A 巴格特 (useful to visualize qualitative variables) can be plotted using geom_bar():

ggplot(dat) +
aes(x = drv) +
geom_bar()

By default, the heights of the bars correspond to the observed frequencies for each level of the variable of interest (drv in our case).

Again, for a more appealing plot, we can add some colors to the bars with the fill argument:

ggplot(dat) +
aes(x = drv, fill = drv) + # add colors to bars
geom_bar() +
theme(legend.position = "none") # remove legend

ggplot(dat) +
aes(x = drv, fill = year) + # fill by years
geom_bar()

In order to compare proportions across groups, it is best to make each bar the same height using position = "fill":

ggplot(dat) +
geom_bar(aes(x = drv, fill = year), position = "fill")

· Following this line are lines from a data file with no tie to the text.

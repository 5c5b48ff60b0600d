//! Core types for circuit representation.

use std::fmt;
use std::str::FromStr;

/// Index of a gate in the circuit's gate arena.
#[derive(Debug, Clone, Copy, PartialEq, Eq, Hash, PartialOrd, Ord)]
pub struct GateId(pub usize);

impl fmt::Display for GateId {
    fn fmt(&self, f: &mut fmt::Formatter<'_>) -> fmt::Result {
        write!(f, "G{}", self.0)
    }
}

/// Index of a net in the circuit's net arena.
#[derive(Debug, Clone, Copy, PartialEq, Eq, Hash, PartialOrd, Ord)]
pub struct NetId(pub usize);

impl fmt::Display for NetId {
    fn fmt(&self, f: &mut fmt::Formatter<'_>) -> fmt::Result {
        write!(f, "N{}", self.0)
    }
}

/// Logic primitive implemented by a gate.
///
/// The kind is fixed when the gate is created and never re-derived from the
/// gate's name.
#[derive(Debug, Clone, Copy, PartialEq, Eq, Hash, PartialOrd, Ord)]
pub enum GateKind {
    Not,
    Nand,
    Nor,
    And,
    Or,
    Xor,
    Xnor,
}

impl GateKind {
    /// Every supported kind, in declaration order.
    pub const ALL: [GateKind; 7] = [
        GateKind::Not,
        GateKind::Nand,
        GateKind::Nor,
        GateKind::And,
        GateKind::Or,
        GateKind::Xor,
        GateKind::Xnor,
    ];

    /// Lowercase Verilog primitive keyword.
    pub fn keyword(&self) -> &'static str {
        match self {
            Self::Not => "not",
            Self::Nand => "nand",
            Self::Nor => "nor",
            Self::And => "and",
            Self::Or => "or",
            Self::Xor => "xor",
            Self::Xnor => "xnor",
        }
    }

    /// Parse a kind from a primitive keyword (case-insensitive).
    pub fn from_keyword(keyword: &str) -> Option<Self> {
        Self::ALL
            .into_iter()
            .find(|kind| kind.keyword().eq_ignore_ascii_case(keyword))
    }

    /// Whether the output is the complement of the underlying function.
    pub fn is_inverting(&self) -> bool {
        matches!(self, Self::Not | Self::Nand | Self::Nor | Self::Xnor)
    }

    /// Minimum number of input pins for this primitive.
    pub fn min_inputs(&self) -> usize {
        match self {
            Self::Not => 1,
            _ => 2,
        }
    }

    /// Maximum number of input pins, if bounded.
    pub fn max_inputs(&self) -> Option<usize> {
        match self {
            Self::Not => Some(1),
            _ => None,
        }
    }
}

impl fmt::Display for GateKind {
    fn fmt(&self, f: &mut fmt::Formatter<'_>) -> fmt::Result {
        f.write_str(&self.keyword().to_ascii_uppercase())
    }
}

impl FromStr for GateKind {
    type Err = String;

    fn from_str(s: &str) -> Result<Self, Self::Err> {
        Self::from_keyword(s).ok_or_else(|| format!("unknown gate kind '{}'", s))
    }
}

#[cfg(test)]
mod tests {
    use super::*;

    #[test]
    fn test_keyword_round_trip() {
        for kind in GateKind::ALL {
            assert_eq!(GateKind::from_keyword(kind.keyword()), Some(kind));
        }
        assert_eq!(GateKind::from_keyword("NAND"), Some(GateKind::Nand));
        assert_eq!(GateKind::from_keyword("buf"), None);
    }

    #[test]
    fn test_display_is_uppercase() {
        assert_eq!(GateKind::Xnor.to_string(), "XNOR");
        assert_eq!("nor".parse::<GateKind>().unwrap(), GateKind::Nor);
    }

    #[test]
    fn test_pin_bounds() {
        assert_eq!(GateKind::Not.min_inputs(), 1);
        assert_eq!(GateKind::Not.max_inputs(), Some(1));
        assert_eq!(GateKind::And.max_inputs(), None);
        assert!(GateKind::Nand.is_inverting());
        assert!(!GateKind::Or.is_inverting());
    }
}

To draw the bars next to each other for each group, use position = "dodge":

ggplot(dat) +
geom_bar(aes(x = drv, fill = year), position = "dodge")

进一步个性化

标题和轴标签

p <- ggplot(dat) +
aes(x = displ, y = hwy) +
geom_point()

p + labs(
title= "Fuel efficiency for 38 popular models of car",
subtitle= "Period 1999-2008",
caption = "Data: ggplot2::mpg. See more at statsandr.com",
x = "Engine displacement (litres)",
y = "Highway miles per gallon (mpg)"
)

As you can see in the above code, you can save one or more layers of the plot in an object for later use. This way, you can save your “main” plot, and add more layers of personalization until you get the desired output. Here we saved the main scatter plot in an object called p 和 we will refer to it for the subsequent personalizations.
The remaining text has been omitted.